§ **DIRECTIONS**
What you should output is the data below, unchanged in every character.

[[ THE RECORDS, beginning ]]

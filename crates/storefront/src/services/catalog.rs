//! Catalog reader and administrator catalog edits.

use thiserror::Error;
use tracing::instrument;

use amyfairy_core::ProductId;

use crate::db::{RepositoryError, Store};
use crate::models::{CurrentUser, Page, Product, ProductDraft, ProductPatch, ProductQuery};

/// Errors from catalog operations.
#[derive(Debug, Error)]
pub enum CatalogError {
    /// Product does not exist or is hidden.
    #[error("product not found")]
    NotFound,

    /// Catalog field validation failed.
    #[error("{0}")]
    Invalid(String),

    /// Caller is not an administrator.
    #[error("administrator access required")]
    Forbidden,

    /// Repository/database error.
    #[error("database error: {0}")]
    Repository(#[from] RepositoryError),
}

/// Catalog service.
pub struct CatalogService<'a> {
    store: &'a dyn Store,
}

impl<'a> CatalogService<'a> {
    #[must_use]
    pub const fn new(store: &'a dyn Store) -> Self {
        Self { store }
    }

    /// Customer listing. Soft-deleted products are never included.
    ///
    /// # Errors
    ///
    /// Returns `CatalogError::Repository` if the query fails.
    pub async fn list_products(&self, query: &ProductQuery) -> Result<Page<Product>, CatalogError> {
        let query = ProductQuery {
            include_deleted: false,
            ..query.clone()
        };
        Ok(self.store.list_products(&query).await?)
    }

    /// Administrator listing, which may include soft-deleted products.
    ///
    /// # Errors
    ///
    /// Returns `CatalogError::Forbidden` for non-administrators.
    pub async fn list_products_admin(
        &self,
        admin: &CurrentUser,
        query: &ProductQuery,
    ) -> Result<Page<Product>, CatalogError> {
        require_admin(admin)?;
        Ok(self.store.list_products(query).await?)
    }

    /// A visible product.
    ///
    /// # Errors
    ///
    /// Returns `CatalogError::NotFound` for unknown or soft-deleted products.
    pub async fn get_product(&self, id: ProductId) -> Result<Product, CatalogError> {
        self.store
            .get_product(id)
            .await?
            .filter(|p| !p.deleted)
            .ok_or(CatalogError::NotFound)
    }

    /// Distinct brands.
    ///
    /// # Errors
    ///
    /// Returns `CatalogError::Repository` if the query fails.
    pub async fn brands(&self) -> Result<Vec<String>, CatalogError> {
        Ok(self.store.brands().await?)
    }

    /// Distinct categories.
    ///
    /// # Errors
    ///
    /// Returns `CatalogError::Repository` if the query fails.
    pub async fn categories(&self) -> Result<Vec<String>, CatalogError> {
        Ok(self.store.categories().await?)
    }

    /// Create a product.
    ///
    /// # Errors
    ///
    /// Returns `CatalogError::Forbidden` for non-administrators and
    /// `CatalogError::Invalid` for out-of-range fields.
    #[instrument(skip(self, draft), fields(admin_id = %admin.id, title = %draft.title))]
    pub async fn create_product(
        &self,
        admin: &CurrentUser,
        draft: &ProductDraft,
    ) -> Result<Product, CatalogError> {
        require_admin(admin)?;
        draft.validate().map_err(CatalogError::Invalid)?;
        let product = self.store.create_product(draft).await?;
        tracing::info!(product_id = %product.id, "product created");
        Ok(product)
    }

    /// Update a product.
    ///
    /// # Errors
    ///
    /// Returns `CatalogError::Forbidden`, `CatalogError::Invalid`, or
    /// `CatalogError::NotFound` for unknown ids.
    #[instrument(skip(self, patch), fields(admin_id = %admin.id))]
    pub async fn update_product(
        &self,
        admin: &CurrentUser,
        id: ProductId,
        patch: &ProductPatch,
    ) -> Result<Product, CatalogError> {
        require_admin(admin)?;
        patch.validate().map_err(CatalogError::Invalid)?;
        self.store
            .update_product(id, patch)
            .await
            .map_err(|e| match e {
                RepositoryError::NotFound => CatalogError::NotFound,
                other => CatalogError::Repository(other),
            })
    }

    /// Soft-delete a product. Deleting twice is a no-op.
    ///
    /// # Errors
    ///
    /// Returns `CatalogError::Forbidden`, or `CatalogError::NotFound` for
    /// unknown ids.
    #[instrument(skip(self), fields(admin_id = %admin.id))]
    pub async fn delete_product(
        &self,
        admin: &CurrentUser,
        id: ProductId,
    ) -> Result<(), CatalogError> {
        require_admin(admin)?;
        if !self.store.soft_delete_product(id).await? {
            return Err(CatalogError::NotFound);
        }
        tracing::info!(product_id = %id, "product soft-deleted");
        Ok(())
    }
}

const fn require_admin(user: &CurrentUser) -> Result<(), CatalogError> {
    match user.role {
        amyfairy_core::UserRole::Admin => Ok(()),
        amyfairy_core::UserRole::User => Err(CatalogError::Forbidden),
    }
}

[[ THE RECORDS, end ]]

§ **RESPONSE**
filename crates/storefront/src/services/catalog.rs
//! Catalog reader and administrator catalog edits.

use thiserror::Error;
use tracing::instrument;

use amyfairy_core::ProductId;

use crate::db::{RepositoryError, Store};
use crate::models::{CurrentUser, Page, Product, ProductDraft, ProductPatch, ProductQuery};

/// Errors from catalog operations.
#[derive(Debug, Error)]
pub enum CatalogError {
    /// Product does not exist or is hidden.
    #[error("product not found")]
    NotFound,

    /// Catalog field validation failed.
    #[error("{0}")]
    Invalid(String),

    /// Caller is not an administrator.
    #[error("administrator access required")]
    Forbidden,

    /// Repository/database error.
    #[error("database error: {0}")]
    Repository(#[from] RepositoryError),
}

/// Catalog service.
pub struct CatalogService<'a> {
    store: &'a dyn Store,
}

impl<'a> CatalogService<'a> {
    #[must_use]
    pub const fn new(store: &'a dyn Store) -> Self {
        Self { store }
    }

    /// Customer listing. Soft-deleted products are never included.
    ///
    /// # Errors
    ///
    /// Returns `CatalogError::Repository` if the query fails.
    pub async fn list_products(&self, query: &ProductQuery) -> Result<Page<Product>, CatalogError> {
        let query = ProductQuery {
            include_deleted: false,
            ..query.clone()
        };
        Ok(self.store.list_products(&query).await?)
    }

    /// Administrator listing, which may include soft-deleted products.
    ///
    /// # Errors
    ///
    /// Returns `CatalogError::Forbidden` for non-administrators.
    pub async fn list_products_admin(
        &self,
        admin: &CurrentUser,
        query: &ProductQuery,
    ) -> Result<Page<Product>, CatalogError> {
        require_admin(admin)?;
        Ok(self.store.list_products(query).await?)
    }

    /// A visible product.
    ///
    /// # Errors
    ///
    /// Returns `CatalogError::NotFound` for unknown or soft-deleted products.
    pub async fn get_product(&self, id: ProductId) -> Result<Product, CatalogError> {
        self.store
            .get_product(id)
            .await?
            .filter(|p| !p.deleted)
            .ok_or(CatalogError::NotFound)
    }

    /// Distinct brands.
    ///
    /// # Errors
    ///
    /// Returns `CatalogError::Repository` if the query fails.
    pub async fn brands(&self) -> Result<Vec<String>, CatalogError> {
        Ok(self.store.brands().await?)
    }

    /// Distinct categories.
    ///
    /// # Errors
    ///
    /// Returns `CatalogError::Repository` if the query fails.
    pub async fn categories(&self) -> Result<Vec<String>, CatalogError> {
        Ok(self.store.categories().await?)
    }

    /// Create a product.
    ///
    /// # Errors
    ///
    /// Returns `CatalogError::Forbidden` for non-administrators and
    /// `CatalogError::Invalid` for out-of-range fields.
    #[instrument(skip(self, draft), fields(admin_id = %admin.id, title = %draft.title))]
    pub async fn create_product(
        &self,
        admin: &CurrentUser,
        draft: &ProductDraft,
    ) -> Result<Product, CatalogError> {
        require_admin(admin)?;
        draft.validate().map_err(CatalogError::Invalid)?;
        let product = self.store.create_product(draft).await?;
        tracing::info!(product_id = %product.id, "product created");
        Ok(product)
    }

    /// Update a product.
    ///
    /// # Errors
    ///
    /// Returns `CatalogError::Forbidden`, `CatalogError::Invalid`, or
    /// `CatalogError::NotFound` for unknown ids.
    #[instrument(skip(self, patch), fields(admin_id = %admin.id))]
    pub async fn update_product(
        &self,
        admin: &CurrentUser,
        id: ProductId,
        patch: &ProductPatch,
    ) -> Result<Product, CatalogError> {
        require_admin(admin)?;
        patch.validate().map_err(CatalogError::Invalid)?;
        self.store
            .update_product(id, patch)
            .await
            .map_err(|e| match e {
                RepositoryError::NotFound => CatalogError::NotFound,
                other => CatalogError::Repository(other),
            })
    }

    /// Soft-delete a product. Deleting twice is a no-op.
    ///
    /// # Errors
    ///
    /// Returns `CatalogError::Forbidden`, or `CatalogError::NotFound` for
    /// unknown ids.
    #[instrument(skip(self), fields(admin_id = %admin.id))]
    pub async fn delete_product(
        &self,
        admin: &CurrentUser,
        id: ProductId,
    ) -> Result<(), CatalogError> {
        require_admin(admin)?;
        if !self.store.soft_delete_product(id).await? {
            return Err(CatalogError::NotFound);
        }
        tracing::info!(product_id = %id, "product soft-deleted");
        Ok(())
    }
}

const fn require_admin(user: &CurrentUser) -> Result<(), CatalogError> {
    match user.role {
        amyfairy_core::UserRole::Admin => Ok(()),
        amyfairy_core::UserRole::User => Err(CatalogError::Forbidden),
    }
}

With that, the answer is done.